James McCrorie Obituary

Posted November 22, 2013 by Next Year Country

McCRORIE, James

What though on hamely fare we dine,
Wear hoddin grey, an’ a that;
Gie fools their silks, and knaves their wine;
A Man’s a Man for a’ that:
For a’ that, and a’ that,
Their tinsel show, an’ a’ that;
The honest man, tho’ e’er sae poor,
Is king o’ men for a’ that.

- Robbie Burns

It is with great sadness that we announce the death of James Napier McCrorie on November 17, 2013. Jim (though always James to his mother) was born in Montreal Quebec in 1936 to Thomas and Margaret McCrorie, immigrants from Scotland. Jim is survived by his beloved wife and best friend Elaine (nee Cameron), and his children and their spouses whom he loved: Ian, Ann (Alistair Mackenzie), and Aaron (Carmen Abela). Jim was the very proud and loving grandfather of Nicole, Liam, Jenna, Kennedy. Reuben and Keira. An only child, he gained a clan-ful of siblings through the Camerons of Moore Park Manitoba – Don and Joyce Cameron, Niel and Marianne Cameron, Jean and Leo Kristjanson, Hector and Leonora Cameron. He is fondly remembered by all his nieces, nephews, dear friends and comrades of all ages and those who have described him as a second father. 

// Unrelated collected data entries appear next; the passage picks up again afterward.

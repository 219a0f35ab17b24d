//! ABI version pair.

use serde::{Deserialize, Serialize};
use std::fmt;
use std::str::FromStr;
use thiserror::Error;

/// A `(major, minor)` ABI revision as declared by the
/// `opa_wasm_abi_version` / `opa_wasm_abi_minor_version` globals.
///
/// Ordering is lexicographic on `(major, minor)`, so `1.2 < 1.3 < 2.0`.
/// Serialized as the dotted string form (`"1.2"`).
#[derive(Debug, Clone, Copy, PartialEq, Eq, PartialOrd, Ord, Hash, Serialize, Deserialize)]
#[serde(try_from = "String", into = "String")]
pub struct AbiVersion {
    pub major: u32,
    pub minor: u32,
}

impl AbiVersion {
    pub const V1_0: Self = Self::new(1, 0);
    pub const V1_2: Self = Self::new(1, 2);
    pub const V1_3: Self = Self::new(1, 3);

    pub const fn new(major: u32, minor: u32) -> Self {
        Self { major, minor }
    }

    /// The version actually spoken with a module: the lower of what the
    /// module declares and the caller's cap.
    pub fn negotiate(declared: Self, cap: Option<Self>) -> Self {
        match cap {
            Some(cap) => declared.min(cap),
            None => declared,
        }
    }
}

impl fmt::Display for AbiVersion {
    fn fmt(&self, f: &mut fmt::Formatter<'_>) -> fmt::Result {
        write!(f, "{}.{}", self.major, self.minor)
    }
}

/// Failure to parse a dotted version string.
#[derive(Debug, Clone, PartialEq, Eq, Error)]
#[error("invalid ABI version '{0}', expected MAJOR.MINOR")]
pub struct AbiVersionError(pub String);

impl FromStr for AbiVersion {
    type Err = AbiVersionError;

    fn from_str(s: &str) -> Result<Self, Self::Err> {
        let (major, minor) = s.split_once('.').unwrap_or((s, "0"));
        let parse = |part: &str| {
            part.trim()
                .parse::<u32>()
                .map_err(|_| AbiVersionError(s.to_string()))
        };
        Ok(Self::new(parse(major)?, parse(minor)?))
    }
}

impl TryFrom<String> for AbiVersion {
    type Error = AbiVersionError;

    fn try_from(value: String) -> Result<Self, Self::Error> {
        value.parse()
    }
}

impl From<AbiVersion> for String {
    fn from(value: AbiVersion) -> Self {
        value.to_string()
    }
}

Growing up in Montreal, Jim learned to speak joual and remained proud throughout his life of his ability to speak the working man’s French. He became a life long fan of the Habs and taught us all that Maurice “the Rocket” Richard was the greatest hockey player ever. Montreal remained dear to his heart throughout his life. Growing up he also learned to play the piano, and while he regretted that lessons and practice kept him from mischief with his pals, we all appreciated the magic his playing brought to many occasions.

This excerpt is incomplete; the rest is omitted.